A few months ago, we began a volunteer book club at the National D-Day Memorial. Meeting once a month, or now once every two months, the volunteers and I come together to discuss a book that concerns World War II in some way. We have read a variety of books up to this point; however, the past two months has been one of my favorites. Erik Larson writes history in a way that I wish I could write. Extremely engaging, In the Garden of Beasts, explores Berlin in 1933 and 1934 through the eyes of the new American Ambassador William Dodd and his 24 year old daughter Martha.
|Dodd family arriving in Hamburg in 1933|
Moving to his post in the summer of 1933, Dodd came into the post at the crossroads of history. Dodd, a history professor at the University of Chicago, was far from President Roosevelt’s first choice for the job. The ambassador to Berlin would have to walk a tight rope as they navigated through the diplomatic responsibilities required of them, cared for American travelers and interests, and dealt with Adolf Hitler’s accent to power. Dodd came into the position with a strict budget, an outsider to the “club” that was foreign diplomats of the time, and having to quickly learn the ins and outs of foreign diplomacy. Not independently wealthy, Dodd even brought his old Chevy to Berlin – however, would frequently be seen walking around the Tiergarten as he went to work or to one of his appointments. Wanting to express the American interest of isolationism that was prevalent in the years building to World War II, Dodd was careful of who he met with and how he was represented in the press. Dodd gets right to work faced with issues of American tourist being attacked and how to portray what is happening in Berlin back to the United States, eventually making suggestions for Roosevelt to speak out against what Dodd is experiencing around him as Germany prepares for war.
|Dodd official photograph, 1933|
While Dodd worked hard to inform the State Department back home what he was witnessing in Berlin, Martha was cultivating her own group of friends. A journalist, Martha fit in with the correspondents to Berlin and often traveled with them. She had a rosy view of Berlin at first but through her experiences this changed. She associated with Boris, a diplomat and spy from the Soviet Union, whom she quickly developed a relationship with and even traveled to the Soviet Union during her time in Berlin.

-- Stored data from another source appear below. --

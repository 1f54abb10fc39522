use crate::error::{Result, TransformError};
use crate::kernel::InterpolationMode;

use super::{tensor_data::{Element, TensorData}, tensor_desc::TensorDesc};

#[derive(Clone, Debug, PartialEq)]
pub struct Tensor {
    pub desc: TensorDesc,
    pub data: TensorData,
}

impl Tensor {
    pub fn new(desc: TensorDesc, data: TensorData) -> Result<Self> {
        if desc.num_elements() != data.len() {
            return Err(TransformError::InvalidShape {
                shape: desc.shape,
                reason: format!("shape does not match {} elements of data", data.len()),
            });
        }
        Ok(Self { desc, data })
    }

    pub fn from_u8(shape: Vec<usize>, data: Vec<u8>) -> Result<Self> {
        Self::new(TensorDesc::new(shape), TensorData::U8(data))
    }

    pub fn from_f32(shape: Vec<usize>, data: Vec<f32>) -> Result<Self> {
        Self::new(TensorDesc::new(shape), TensorData::F32(data))
    }

    // Undecoded image file contents
    pub fn encoded(bytes: Vec<u8>) -> Self {
        Self {
            desc: TensorDesc::new(vec![bytes.len()]),
            data: TensorData::U8(bytes),
        }
    }

    pub fn shape(&self) -> &[usize] {
        &self.desc.shape
    }

    pub fn image_dims(&self) -> Result<(usize, usize, usize)> {
        self.desc.image_dims()
    }

    pub fn as_u8(&self) -> Option<&[u8]> {
        match &self.data {
            TensorData::U8(data) => Some(data),
            TensorData::F32(_) => None,
        }
    }

    pub fn as_f32(&self) -> Option<&[f32]> {
        match &self.data {
            TensorData::F32(data) => Some(data),
            TensorData::U8(_) => None,
        }
    }

    // Output pixel (y, x) copies source pixel `src(y, x)`, or the fill colour
    // when it maps outside the source. Returned coordinates must be in bounds.
    pub(crate) fn remap<F>(&self, out_h: usize, out_w: usize, fill: [u8; 3], src: F) -> Result<Tensor>
    where
        F: Fn(usize, usize) -> Option<(usize, usize)>,
    {
        let (_, width, channels) = self.image_dims()?;
        let data = match &self.data {
            TensorData::U8(data) => TensorData::U8(remap_slice(data, width, channels, out_h, out_w, fill, &src)),
            TensorData::F32(data) => TensorData::F32(remap_slice(data, width, channels, out_h, out_w, fill, &src)),
        };
        Ok(Tensor {
            desc: self.desc.with_size(out_h, out_w),
            data,
        })
    }

    // Like `remap` but with fractional source coordinates
    pub(crate) fn sample<F>(
        &self,
        out_h: usize,
        out_w: usize,
        fill: [u8; 3],
        interpolation: InterpolationMode,
        src: F,
    ) -> Result<Tensor>
    where
        F: Fn(f32, f32) -> (f32, f32),
    {
        let dims = self.image_dims()?;
        let data = match &self.data {
            TensorData::U8(data) => {
                TensorData::U8(sample_slice(data, dims, out_h, out_w, fill, interpolation, &src))
            }
            TensorData::F32(data) => {
                TensorData::F32(sample_slice(data, dims, out_h, out_w, fill, interpolation, &src))
            }
        };
        Ok(Tensor {
            desc: self.desc.with_size(out_h, out_w),
            data,
        })
    }

    // Paint the box [top, top + h) x [left, left + w), clipped to the image
    pub(crate) fn fill_region(&mut self, top: usize, left: usize, h: usize, w: usize, fill: [u8; 3]) -> Result<()> {
        let (height, width, channels) = self.image_dims()?;
        let region = Region {
            top: top.min(height),
            left: left.min(width),
            bottom: top.saturating_add(h).min(height),
            right: left.saturating_add(w).min(width),
        };
        match &mut self.data {
            TensorData::U8(data) => fill_slice(data, width, channels, &region, fill),
            TensorData::F32(data) => fill_slice(data, width, channels, &region, fill),
        }
        Ok(())
    }
}

struct Region {
    top: usize,
    left: usize,
    bottom: usize,
    right: usize,
}

fn channel_fill<T: Element>(fill: [u8; 3], channels: usize) -> Vec<T> {
    (0..channels)
        .map(|ch| T::from_u8(fill.get(ch).copied().unwrap_or(0)))
        .collect()
}

fn remap_slice<T: Element, F>(
    data: &[T],
    width: usize,
    channels: usize,
    out_h: usize,
    out_w: usize,
    fill: [u8; 3],
    src: &F,
) -> Vec<T>
where
    F: Fn(usize, usize) -> Option<(usize, usize)>,
{
    let fill = channel_fill::<T>(fill, channels);
    let mut out = Vec::with_capacity(out_h * out_w * channels);
    for y in 0..out_h {
        for x in 0..out_w {
            match src(y, x) {
                Some((sy, sx)) => {
                    let base = (sy * width + sx) * channels;
                    out.extend_from_slice(&data[base..base + channels]);
                }
                None => out.extend_from_slice(&fill),
            }
        }
    }
    out
}

fn sample_slice<T: Element, F>(
    data: &[T],
    (height, width, channels): (usize, usize, usize),
    out_h: usize,
    out_w: usize,
    fill: [u8; 3],
    interpolation: InterpolationMode,
    src: &F,
) -> Vec<T>
where
    F: Fn(f32, f32) -> (f32, f32),
{
    let fill = channel_fill::<T>(fill, channels);
    let mut out = Vec::with_capacity(out_h * out_w * channels);
    if height == 0 || width == 0 {
        for _ in 0..out_h * out_w {
            out.extend_from_slice(&fill);
        }
        return out;
    }

    let at = |y: usize, x: usize, ch: usize| data[(y * width + x) * channels + ch].to_f32();
    let clamp_y = |v: f32| (v.max(0.0) as usize).min(height - 1);
    let clamp_x = |v: f32| (v.max(0.0) as usize).min(width - 1);

    for y in 0..out_h {
        for x in 0..out_w {
            let (sy, sx) = src(y as f32, x as f32);
            if sy < -0.5 || sx < -0.5 || sy > height as f32 - 0.5 || sx > width as f32 - 0.5 {
                out.extend_from_slice(&fill);
                continue;
            }
            match interpolation {
                InterpolationMode::Nearest => {
                    let base = (clamp_y(sy.round()) * width + clamp_x(sx.round())) * channels;
                    out.extend_from_slice(&data[base..base + channels]);
                }
                // Bicubic falls back to bilinear for arbitrary warps
                InterpolationMode::Bilinear | InterpolationMode::Bicubic => {
                    let (fy, fx) = (sy.floor(), sx.floor());
                    let (dy, dx) = (sy - fy, sx - fx);
                    let (y0, y1) = (clamp_y(fy), clamp_y(fy + 1.0));
                    let (x0, x1) = (clamp_x(fx), clamp_x(fx + 1.0));
                    for ch in 0..channels {
                        let value = at(y0, x0, ch) * (1.0 - dx) * (1.0 - dy)
                            + at(y0, x1, ch) * dx * (1.0 - dy)
                            + at(y1, x0, ch) * (1.0 - dx) * dy
                            + at(y1, x1, ch) * dx * dy;
                        out.push(T::from_f32(value));
                    }
                }
            }
        }
    }
    out
}

fn fill_slice<T: Element>(data: &mut [T], width: usize, channels: usize, region: &Region, fill: [u8; 3]) {
    let fill = channel_fill::<T>(fill, channels);
    for y in region.top..region.bottom {
        for x in region.left..region.right {
            let base = (y * width + x) * channels;
            data[base..base + channels].copy_from_slice(&fill);
        }
    }
}

#[cfg(test)]
mod tests {
    use super::*;

    fn ramp(h: usize, w: usize) -> Tensor {
        Tensor::from_u8(vec![h, w], (0..(h * w) as u8).collect()).unwrap()
    }

    #[test]
    fn new_rejects_mismatched_data() {
        assert!(Tensor::from_u8(vec![2, 2, 3], vec![0; 11]).is_err());
        assert!(Tensor::from_f32(vec![2, 2], vec![0.0; 4]).is_ok());
    }

    #[test]
    fn remap_copies_and_fills() {
        let t = ramp(2, 2);
        // shift right by one, fill the vacated column
        let out = t
            .remap(2, 2, [9, 9, 9], |y, x| if x == 0 { None } else { Some((y, x - 1)) })
            .unwrap();
        assert_eq!(out.as_u8().unwrap(), &[9, 0, 9, 2]);
    }

    #[test]
    fn sample_identity_is_lossless() {
        let t = ramp(3, 3);
        for mode in [InterpolationMode::Nearest, InterpolationMode::Bilinear] {
            let out = t.sample(3, 3, [0, 0, 0], mode, |y, x| (y, x)).unwrap();
            assert_eq!(out, t);
        }
    }

    #[test]
    fn bilinear_sample_blends_neighbours() {
        let t = Tensor::from_f32(vec![1, 2], vec![0.0, 10.0]).unwrap();
        let out = t
            .sample(1, 1, [0, 0, 0], InterpolationMode::Bilinear, |_, _| (0.0, 0.5))
            .unwrap();
        assert_eq!(out.as_f32().unwrap(), &[5.0]);
    }

    #[test]
    fn fill_region_is_clipped() {
        let mut t = Tensor::from_u8(vec![2, 2, 3], vec![1; 12]).unwrap();
        t.fill_region(1, 1, 5, 5, [7, 8, 9]).unwrap();
        let data = t.as_u8().unwrap();
        assert_eq!(&data[0..9], &[1; 9]);
        assert_eq!(&data[9..12], &[7, 8, 9]);
    }
}
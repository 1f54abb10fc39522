use crate::error::{Result, TransformError};
use crate::tensor::{Tensor, TensorData};

use super::{KernelArgs, TensorKernel};

// Decodes encoded image bytes (any format the image crate was built with)
// into a U8 [H, W, 3] tensor. `rgb == false` yields BGR channel order.
#[derive(Clone, Debug)]
pub struct DecodeKernel {
    pub rgb: bool,
}

impl DecodeKernel {
    pub fn new(rgb: bool) -> Self {
        Self { rgb }
    }
}

impl TensorKernel for DecodeKernel {
    fn name(&self) -> &'static str {
        "Decode"
    }

    fn args(&self) -> KernelArgs {
        KernelArgs::Decode { rgb: self.rgb }
    }

    fn apply(&self, input: &Tensor) -> Result<Tensor> {
        let bytes = match &input.data {
            TensorData::U8(bytes) if input.desc.rank() == 1 => bytes,
            TensorData::U8(_) => {
                return Err(TransformError::InvalidShape {
                    shape: input.shape().to_vec(),
                    reason: "decode expects a rank 1 tensor of encoded bytes".to_string(),
                })
            }
            other => {
                return Err(TransformError::UnsupportedDataType {
                    kernel: "Decode",
                    dtype: other.dtype_name(),
                })
            }
        };

        let image = image::load_from_memory(bytes)?.into_rgb8();
        let mut decoded = Tensor::from_dynamic_image(image::DynamicImage::ImageRgb8(image), false);
        if !self.rgb {
            if let TensorData::U8(data) = &mut decoded.data {
                for pixel in data.chunks_exact_mut(3) {
                    pixel.swap(0, 2);
                }
            }
        }
        Ok(decoded)
    }
}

Larson weaves a personal thread of intrigue against the backdrop of Hitler’s rise to power in 1933-1934 culminating with the Night of Long Knives. Thoroughly researched, Larson grabs your attention in the beginning and takes you on an adventure of discovery as we marched toward a second world war. I, and my volunteers, highly recommend this book to any history lover out there.
Have a reading suggestion about any WWII related topic? Send it to me, we always love to hear what you guys are reading!
Larson, Erik. In the Garden of Beasts. Broadway Paperbacks: New York (2011)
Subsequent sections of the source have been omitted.